Storytelling
After reading an email from Jamie Smart recently, it occurred to me that trying to learn how to construct covert metaphor was useless until you learned the basics of storytelling. It’s a natural progression. You begin to collect a small amount of your favorite stories, each with a simple message or moral, and simply memorize them and tell them to as many people as you can. The more you do this, the more you can begin to tweak the stories to your liking.
Experiment with tonality and put emphasis on certain words by trying to express the emotion in which that word represents. If the word is exiciting, then feel excited. If it is curious, then become curious.
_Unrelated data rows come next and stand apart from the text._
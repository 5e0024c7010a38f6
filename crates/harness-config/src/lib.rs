//! Configuration module for the EVM transaction test harness.
//!
//! Configuration is a single TOML file. `${VAR}` and `${VAR:-default}` are
//! replaced with environment variables before parsing, which is how private
//! keys are usually supplied:
//!
//! ```toml
//! [harness]
//! default_network = "polygon"
//!
//! [wallet]
//! private_key = "${TEST_PRIVATE_KEY}"
//!
//! [networks.polygon]
//! chain_id = 137
//! rpc_url = "https://polygon-rpc.com"
//! explorer_url = "https://polygonscan.com"
//! token = "MATIC"
//! ```

use harness_types::{
	networks::deserialize_networks, MatchMode, NetworkConfig, NetworksConfig, SecretString,
};
use regex::Regex;
use serde::{Deserialize, Serialize};
use std::path::Path;
use std::str::FromStr;
use thiserror::Error;

/// Errors that can occur during configuration operations.
#[derive(Debug, Error)]
pub enum ConfigError {
	/// Error that occurs during file I/O operations.
	#[error("IO error: {0}")]
	Io(#[from] std::io::Error),
	/// Error that occurs when parsing TOML configuration.
	#[error("Configuration error: {0}")]
	Parse(String),
	/// Error that occurs when configuration validation fails.
	#[error("Validation error: {0}")]
	Validation(String),
}

impl From<toml::de::Error> for ConfigError {
	fn from(err: toml::de::Error) -> Self {
		// Keep the message only; the full error echoes the input
		ConfigError::Parse(err.message().to_string())
	}
}

/// Top-level harness configuration.
#[derive(Debug, Clone, Deserialize, Serialize)]
pub struct Config {
	/// General harness settings.
	pub harness: HarnessConfig,
	/// Wallet used by transactional tests.
	#[serde(default)]
	pub wallet: WalletConfig,
	/// Receipt polling behaviour.
	#[serde(default)]
	pub confirmation: ConfirmationConfig,
	/// Historical scan behaviour.
	#[serde(default)]
	pub scanner: ScannerConfig,
	/// Networks keyed by name.
	#[serde(deserialize_with = "deserialize_networks")]
	pub networks: NetworksConfig,
}

#[derive(Debug, Clone, Deserialize, Serialize)]
pub struct HarnessConfig {
	/// Network used when a command does not name one.
	pub default_network: String,
}

#[derive(Debug, Clone, Default, Deserialize, Serialize)]
pub struct WalletConfig {
	/// Hex private key. When absent, `TEST_PRIVATE_KEY` is read at wallet
	/// construction time.
	pub private_key: Option<SecretString>,
}

/// Configuration for waiting on receipts.
#[derive(Debug, Clone, Deserialize, Serialize)]
pub struct ConfirmationConfig {
	/// Delay between receipt lookups.
	#[serde(default = "default_poll_interval_seconds")]
	pub poll_interval_seconds: u64,
	/// Give up waiting for a receipt after this long.
	#[serde(default = "default_confirmation_timeout_seconds")]
	pub timeout_seconds: u64,
}

impl Default for ConfirmationConfig {
	fn default() -> Self {
		Self {
			poll_interval_seconds: default_poll_interval_seconds(),
			timeout_seconds: default_confirmation_timeout_seconds(),
		}
	}
}

/// Configuration for the backward block scan.
#[derive(Debug, Clone, Deserialize, Serialize)]
pub struct ScannerConfig {
	/// Budget for a single scan.
	#[serde(default = "default_scan_timeout_seconds")]
	pub timeout_seconds: u64,
	/// Whether the recipient side counts as a match too.
	#[serde(default)]
	pub match_mode: MatchMode,
}

impl Default for ScannerConfig {
	fn default() -> Self {
		Self {
			timeout_seconds: default_scan_timeout_seconds(),
			match_mode: MatchMode::default(),
		}
	}
}

fn default_poll_interval_seconds() -> u64 {
	2
}

fn default_confirmation_timeout_seconds() -> u64 {
	120
}

fn default_scan_timeout_seconds() -> u64 {
	30
}

/// Resolves environment variables in a string.
///
/// Replaces ${VAR_NAME} with the value of the environment variable VAR_NAME.
/// Supports default values with ${VAR_NAME:-default_value}.
pub(crate) fn resolve_env_vars(input: &str) -> Result<String, ConfigError> {
	const MAX_INPUT_SIZE: usize = 1024 * 1024;
	if input.len() > MAX_INPUT_SIZE {
		return Err(ConfigError::Validation(format!(
			"Configuration file too large: {} bytes (max: {} bytes)",
			input.len(),
			MAX_INPUT_SIZE
		)));
	}

	let re = Regex::new(r"\$\{([A-Z_][A-Z0-9_]{0,127})(?::-([^}]{0,256}))?\}")
		.map_err(|e| ConfigError::Parse(format!("Regex error: {}", e)))?;

	let mut missing = Vec::new();
	let mut resolved = String::with_capacity(input.len());
	for line in input.split_inclusive('\n') {
		// Placeholders in comment lines are left as written.
		if line.trim_start().starts_with('#') {
			resolved.push_str(line);
			continue;
		}
		let substituted = re.replace_all(line, |caps: &regex::Captures<'_>| {
			let var_name = &caps[1];
			match (std::env::var(var_name), caps.get(2)) {
				(Ok(value), _) => value,
				(Err(_), Some(default)) => default.as_str().to_string(),
				(Err(_), None) => {
					missing.push(var_name.to_string());
					String::new()
				}
			}
		});
		resolved.push_str(&substituted);
	}

	if let Some(var_name) = missing.first() {
		return Err(ConfigError::Validation(format!(
			"Environment variable '{}' not found",
			var_name
		)));
	}

	Ok(resolved)
}

impl Config {
	/// Loads configuration from a TOML file.
	pub async fn from_file(path: impl AsRef<Path>) -> Result<Self, ConfigError> {
		let path = path.as_ref();
		let content = tokio::fs::read_to_string(path).await.map_err(|e| {
			ConfigError::Io(std::io::Error::new(
				e.kind(),
				format!("Cannot read {}: {}", path.display(), e),
			))
		})?;
		let config: Config = content.parse()?;
		tracing::debug!(
			path = %path.display(),
			networks = config.networks.len(),
			"Loaded harness configuration"
		);
		Ok(config)
	}

	/// Looks up a network by name, falling back to `harness.default_network`.
	pub fn network(&self, name: Option<&str>) -> Result<&NetworkConfig, ConfigError> {
		let name = name.unwrap_or(&self.harness.default_network);
		self.networks.get(name).ok_or_else(|| {
			let mut known: Vec<&str> = self.networks.keys().map(String::as_str).collect();
			known.sort_unstable();
			ConfigError::Validation(format!(
				"Unknown network '{}' (configured: {})",
				name,
				known.join(", ")
			))
		})
	}

	/// Validates the configuration:
	/// - at least one network, and the default network exists
	/// - every network has an http(s) RPC URL, an explorer URL and a token symbol
	/// - timeouts and the poll interval are non-zero, and polling fits in the timeout
	fn validate(&self) -> Result<(), ConfigError> {
		if self.networks.is_empty() {
			return Err(ConfigError::Validation(
				"Networks configuration cannot be empty".into(),
			));
		}
		if !self.networks.contains_key(&self.harness.default_network) {
			return Err(ConfigError::Validation(format!(
				"Default network '{}' not found in networks",
				self.harness.default_network
			)));
		}

		for (name, network) in &self.networks {
			if !(network.rpc_url.starts_with("http://") || network.rpc_url.starts_with("https://"))
			{
				return Err(ConfigError::Validation(format!(
					"Network {} rpc_url must be an http(s) URL",
					name
				)));
			}
			if network.explorer_url.trim().is_empty() {
				return Err(ConfigError::Validation(format!(
					"Network {} must have explorer_url",
					name
				)));
			}
			if network.token.trim().is_empty() {
				return Err(ConfigError::Validation(format!(
					"Network {} must have a token symbol",
					name
				)));
			}
		}

		if self.confirmation.poll_interval_seconds == 0 {
			return Err(ConfigError::Validation(
				"confirmation.poll_interval_seconds must be greater than 0".into(),
			));
		}
		if self.confirmation.timeout_seconds == 0 {
			return Err(ConfigError::Validation(
				"confirmation.timeout_seconds must be greater than 0".into(),
			));
		}
		if self.confirmation.poll_interval_seconds > self.confirmation.timeout_seconds {
			return Err(ConfigError::Validation(
				"confirmation.poll_interval_seconds cannot exceed timeout_seconds".into(),
			));
		}
		if self.scanner.timeout_seconds == 0 {
			return Err(ConfigError::Validation(
				"scanner.timeout_seconds must be greater than 0".into(),
			));
		}

		if let Some(key) = &self.wallet.private_key {
			if key.is_empty() {
				return Err(ConfigError::Validation(
					"wallet.private_key is set but empty".into(),
				));
			}
		}

		Ok(())
	}
}

/// Parses a TOML string, resolving environment variables and validating.
impl FromStr for Config {
	type Err = ConfigError;

	fn from_str(s: &str) -> Result<Self, Self::Err> {
		let resolved = resolve_env_vars(s)?;
		let config: Config = toml::from_str(&resolved)?;
		config.validate()?;
		Ok(config)
	}
}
After some months of collecting and telling stories, you can begin to play a little. First you can play with loops. Start one story, then start another in the middle, and finish off the first, followed by the ending of the second. Experiment with two stories in the beginning, and then learn to juggle multiple stories and sequencing of loops. Then you can start dropping in embedded suggestions. This is especially easy to do when the command itself is actually a part of a character’s dialogue.
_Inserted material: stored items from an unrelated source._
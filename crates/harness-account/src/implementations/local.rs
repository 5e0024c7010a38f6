//! Local private-key wallet.
//!
//! Signs with an in-process [`PrivateKeySigner`] and submits over HTTP
//! through an alloy provider whose fillers take care of nonce, gas and fees.

use crate::{AccountError, WalletInterface, WalletService, PRIVATE_KEY_ENV};
use alloy::network::EthereumWallet;
use alloy::providers::{DynProvider, Provider, ProviderBuilder};
use alloy::rpc::types::TransactionRequest;
use alloy::signers::local::PrivateKeySigner;
use alloy::signers::Signer;
use alloy::transports::http::reqwest::Url;
use async_trait::async_trait;
use harness_types::{
	with_0x_prefix, Address, NetworkConfig, SecretString, Transaction, TransactionHash,
};

/// Wallet backed by a private key held in memory.
pub struct LocalWallet {
	address: Address,
	network: NetworkConfig,
	provider: DynProvider,
}

impl LocalWallet {
	/// Creates a wallet for `network` from a hex private key.
	pub fn new(private_key: &SecretString, network: NetworkConfig) -> Result<Self, AccountError> {
		let signer = parse_signer(private_key)?.with_chain_id(Some(network.chain_id));
		let address = signer.address();

		let url: Url = network.rpc_url.parse().map_err(|e| {
			AccountError::Network(format!("Invalid RPC URL for network {}: {}", network.name, e))
		})?;

		let provider = ProviderBuilder::new()
			.wallet(EthereumWallet::from(signer))
			.connect_http(url)
			.erased();

		tracing::debug!(address = %address, network = %network.name, "Created local wallet");

		Ok(Self {
			address,
			network,
			provider,
		})
	}
}

#[async_trait]
impl WalletInterface for LocalWallet {
	fn address(&self) -> Address {
		self.address
	}

	fn network(&self) -> &NetworkConfig {
		&self.network
	}

	async fn submit(&self, tx: Transaction) -> Result<TransactionHash, AccountError> {
		let mut request: TransactionRequest = tx.into();
		request.from = Some(self.address);

		let pending = self
			.provider
			.send_transaction(request)
			.await
			.map_err(|e| AccountError::Submission(format!("Failed to send transaction: {}", e)))?;

		Ok(TransactionHash(*pending.tx_hash()))
	}
}

fn parse_signer(private_key: &SecretString) -> Result<PrivateKeySigner, AccountError> {
	private_key.with_exposed(|key| {
		with_0x_prefix(key.trim())
			.parse::<PrivateKeySigner>()
			.map_err(|_| AccountError::InvalidKey("Invalid private key format".to_string()))
	})
}

/// Builds a wallet service for `network`.
///
/// Uses `private_key` when given, otherwise the `TEST_PRIVATE_KEY`
/// environment variable.
pub fn create_wallet(
	network: &NetworkConfig,
	private_key: Option<&SecretString>,
) -> Result<WalletService, AccountError> {
	let from_env;
	let key = match private_key {
		Some(key) => key,
		None => {
			from_env = std::env::var(PRIVATE_KEY_ENV)
				.map(SecretString::from)
				.map_err(|_| AccountError::MissingKey(PRIVATE_KEY_ENV))?;
			&from_env
		}
	};

	let wallet = LocalWallet::new(key, network.clone())?;
	Ok(WalletService::new(Box::new(wallet)))
}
I recommend starting out with simple three minute stories, some of which are even told to children. Even children’s stories are effective on adults. Plus some of those stories spark up a little long forgotten magic. You can tell three minute stories to about anyone you cross during your day. How courageous are you? Do you have the guts to tell a story to a stranger, to your waiter or waitress, your coffee barista?
I think a great author to begin your storytelling career with is Margaret Macdonald and her book The Storyteller’s Start-Up Book. Then add her Three-Minute Tales. Focus on those two for a bit, and then you can begin adding her other story books. Once you’re comfortable with telling stories it will become much easier to add in conversational hypnosis and covert metaphor language patterns and techniques.